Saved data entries
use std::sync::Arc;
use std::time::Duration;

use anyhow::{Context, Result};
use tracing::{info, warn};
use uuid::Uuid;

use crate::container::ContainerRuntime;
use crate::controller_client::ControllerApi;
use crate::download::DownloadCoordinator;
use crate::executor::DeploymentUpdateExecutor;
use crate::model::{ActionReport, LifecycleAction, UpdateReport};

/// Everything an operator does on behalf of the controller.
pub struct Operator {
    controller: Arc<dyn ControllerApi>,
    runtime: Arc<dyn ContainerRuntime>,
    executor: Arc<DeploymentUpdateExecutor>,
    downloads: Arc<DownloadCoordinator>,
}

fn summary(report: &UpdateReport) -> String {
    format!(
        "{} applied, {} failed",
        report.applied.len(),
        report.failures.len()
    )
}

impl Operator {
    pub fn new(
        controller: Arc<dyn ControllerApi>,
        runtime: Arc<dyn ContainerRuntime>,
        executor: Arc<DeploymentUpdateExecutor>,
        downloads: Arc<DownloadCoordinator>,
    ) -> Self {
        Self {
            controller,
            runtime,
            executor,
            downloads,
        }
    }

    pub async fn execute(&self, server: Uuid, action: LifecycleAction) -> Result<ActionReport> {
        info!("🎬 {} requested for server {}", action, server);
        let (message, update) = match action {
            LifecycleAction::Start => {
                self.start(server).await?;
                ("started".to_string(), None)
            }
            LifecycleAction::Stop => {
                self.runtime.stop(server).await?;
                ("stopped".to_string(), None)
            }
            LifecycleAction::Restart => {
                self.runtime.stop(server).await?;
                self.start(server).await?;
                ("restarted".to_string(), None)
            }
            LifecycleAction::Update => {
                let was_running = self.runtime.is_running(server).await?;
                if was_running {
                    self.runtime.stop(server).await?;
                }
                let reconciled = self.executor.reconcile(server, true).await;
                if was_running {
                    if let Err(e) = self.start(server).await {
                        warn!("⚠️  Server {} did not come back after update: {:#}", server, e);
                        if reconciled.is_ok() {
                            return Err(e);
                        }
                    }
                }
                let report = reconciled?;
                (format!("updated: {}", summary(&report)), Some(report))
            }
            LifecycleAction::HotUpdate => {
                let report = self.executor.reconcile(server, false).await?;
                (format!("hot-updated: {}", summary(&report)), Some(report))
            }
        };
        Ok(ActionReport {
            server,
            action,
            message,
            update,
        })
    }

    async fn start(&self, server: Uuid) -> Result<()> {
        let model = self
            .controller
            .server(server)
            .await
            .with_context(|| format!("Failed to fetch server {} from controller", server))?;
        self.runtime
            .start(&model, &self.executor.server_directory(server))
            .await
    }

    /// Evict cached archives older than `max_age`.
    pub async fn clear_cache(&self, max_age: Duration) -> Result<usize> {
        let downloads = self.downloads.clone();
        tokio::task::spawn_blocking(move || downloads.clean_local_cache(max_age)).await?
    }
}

---

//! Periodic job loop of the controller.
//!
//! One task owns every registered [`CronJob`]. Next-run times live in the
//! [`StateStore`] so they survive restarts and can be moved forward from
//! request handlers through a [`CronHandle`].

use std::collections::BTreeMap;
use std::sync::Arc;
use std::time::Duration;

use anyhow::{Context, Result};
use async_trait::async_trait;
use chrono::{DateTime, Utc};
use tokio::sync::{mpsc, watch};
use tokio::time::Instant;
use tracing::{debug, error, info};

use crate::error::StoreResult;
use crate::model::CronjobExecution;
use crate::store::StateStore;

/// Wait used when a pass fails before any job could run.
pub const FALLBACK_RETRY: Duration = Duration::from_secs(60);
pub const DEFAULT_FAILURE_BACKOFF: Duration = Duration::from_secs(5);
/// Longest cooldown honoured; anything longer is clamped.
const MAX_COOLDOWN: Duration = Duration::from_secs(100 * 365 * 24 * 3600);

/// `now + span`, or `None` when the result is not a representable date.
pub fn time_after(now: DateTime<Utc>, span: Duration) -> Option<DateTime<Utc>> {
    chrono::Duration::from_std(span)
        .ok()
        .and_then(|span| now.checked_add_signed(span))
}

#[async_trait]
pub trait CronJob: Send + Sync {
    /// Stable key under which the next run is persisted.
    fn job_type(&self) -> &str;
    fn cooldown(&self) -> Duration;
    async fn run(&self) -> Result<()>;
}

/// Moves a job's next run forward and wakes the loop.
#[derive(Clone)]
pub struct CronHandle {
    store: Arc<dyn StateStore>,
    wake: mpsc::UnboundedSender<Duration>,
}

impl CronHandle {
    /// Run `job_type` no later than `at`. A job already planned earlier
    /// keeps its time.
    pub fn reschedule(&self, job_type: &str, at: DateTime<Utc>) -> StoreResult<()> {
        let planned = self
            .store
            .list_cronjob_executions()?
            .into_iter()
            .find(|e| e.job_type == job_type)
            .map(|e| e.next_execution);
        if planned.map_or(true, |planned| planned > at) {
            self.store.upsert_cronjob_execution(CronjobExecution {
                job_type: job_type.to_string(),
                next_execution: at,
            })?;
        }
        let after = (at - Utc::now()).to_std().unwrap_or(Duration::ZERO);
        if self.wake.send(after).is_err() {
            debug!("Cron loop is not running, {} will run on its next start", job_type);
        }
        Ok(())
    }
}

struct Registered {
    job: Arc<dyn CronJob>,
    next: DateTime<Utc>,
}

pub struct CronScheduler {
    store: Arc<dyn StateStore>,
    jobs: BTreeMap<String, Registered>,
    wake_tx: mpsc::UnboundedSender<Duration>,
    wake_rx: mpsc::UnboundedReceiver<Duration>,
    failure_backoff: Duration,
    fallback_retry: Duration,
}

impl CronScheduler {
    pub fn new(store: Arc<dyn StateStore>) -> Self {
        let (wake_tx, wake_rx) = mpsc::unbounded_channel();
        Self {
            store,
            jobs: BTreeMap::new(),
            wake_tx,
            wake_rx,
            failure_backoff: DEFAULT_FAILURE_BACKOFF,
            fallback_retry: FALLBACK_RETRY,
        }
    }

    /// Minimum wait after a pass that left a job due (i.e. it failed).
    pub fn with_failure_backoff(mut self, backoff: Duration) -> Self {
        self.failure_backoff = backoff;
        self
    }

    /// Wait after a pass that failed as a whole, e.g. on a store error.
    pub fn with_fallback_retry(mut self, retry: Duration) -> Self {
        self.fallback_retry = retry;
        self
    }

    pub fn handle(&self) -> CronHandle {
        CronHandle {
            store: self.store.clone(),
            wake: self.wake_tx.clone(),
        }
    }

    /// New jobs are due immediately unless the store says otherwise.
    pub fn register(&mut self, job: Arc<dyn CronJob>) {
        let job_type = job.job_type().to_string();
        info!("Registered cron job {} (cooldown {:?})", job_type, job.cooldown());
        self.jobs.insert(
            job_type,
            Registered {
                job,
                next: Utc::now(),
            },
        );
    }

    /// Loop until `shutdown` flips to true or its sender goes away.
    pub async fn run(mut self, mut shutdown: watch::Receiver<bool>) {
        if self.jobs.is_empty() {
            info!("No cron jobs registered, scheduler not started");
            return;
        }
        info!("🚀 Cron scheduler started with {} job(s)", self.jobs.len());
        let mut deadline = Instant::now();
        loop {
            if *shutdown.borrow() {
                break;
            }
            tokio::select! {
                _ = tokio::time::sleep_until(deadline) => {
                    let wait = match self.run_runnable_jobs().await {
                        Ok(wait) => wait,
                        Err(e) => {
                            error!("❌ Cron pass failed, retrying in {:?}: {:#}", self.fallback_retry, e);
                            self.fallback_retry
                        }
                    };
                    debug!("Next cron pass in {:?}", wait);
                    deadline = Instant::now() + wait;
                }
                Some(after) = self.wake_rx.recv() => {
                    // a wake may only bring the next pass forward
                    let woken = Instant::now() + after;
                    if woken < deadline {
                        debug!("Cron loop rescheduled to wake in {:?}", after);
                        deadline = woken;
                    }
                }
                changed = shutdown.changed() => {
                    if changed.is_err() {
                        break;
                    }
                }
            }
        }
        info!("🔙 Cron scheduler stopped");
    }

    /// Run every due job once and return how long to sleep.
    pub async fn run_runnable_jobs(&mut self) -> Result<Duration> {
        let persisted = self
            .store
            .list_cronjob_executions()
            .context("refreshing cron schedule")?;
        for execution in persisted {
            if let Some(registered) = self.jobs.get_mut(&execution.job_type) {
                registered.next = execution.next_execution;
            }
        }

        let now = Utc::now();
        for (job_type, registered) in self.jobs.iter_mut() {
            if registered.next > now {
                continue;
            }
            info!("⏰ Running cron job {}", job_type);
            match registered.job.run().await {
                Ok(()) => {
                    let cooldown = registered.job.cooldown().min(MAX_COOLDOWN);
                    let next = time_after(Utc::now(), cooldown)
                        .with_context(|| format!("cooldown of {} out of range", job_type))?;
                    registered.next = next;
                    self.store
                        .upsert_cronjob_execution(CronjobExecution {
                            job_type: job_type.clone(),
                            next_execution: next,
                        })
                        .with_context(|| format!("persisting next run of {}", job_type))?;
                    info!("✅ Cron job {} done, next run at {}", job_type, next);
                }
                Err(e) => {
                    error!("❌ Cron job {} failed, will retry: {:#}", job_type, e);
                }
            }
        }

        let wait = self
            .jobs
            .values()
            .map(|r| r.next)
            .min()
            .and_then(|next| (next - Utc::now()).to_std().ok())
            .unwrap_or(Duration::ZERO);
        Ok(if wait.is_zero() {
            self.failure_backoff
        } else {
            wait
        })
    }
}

**Instructions to follow**
Show the lines of the entries that include the string "StateStore", copying each in full.

**Written answer**
//! [`StateStore`] so they survive restarts and can be moved forward from
use crate::store::StateStore;
    store: Arc<dyn StateStore>,
    store: Arc<dyn StateStore>,
    pub fn new(store: Arc<dyn StateStore>) -> Self {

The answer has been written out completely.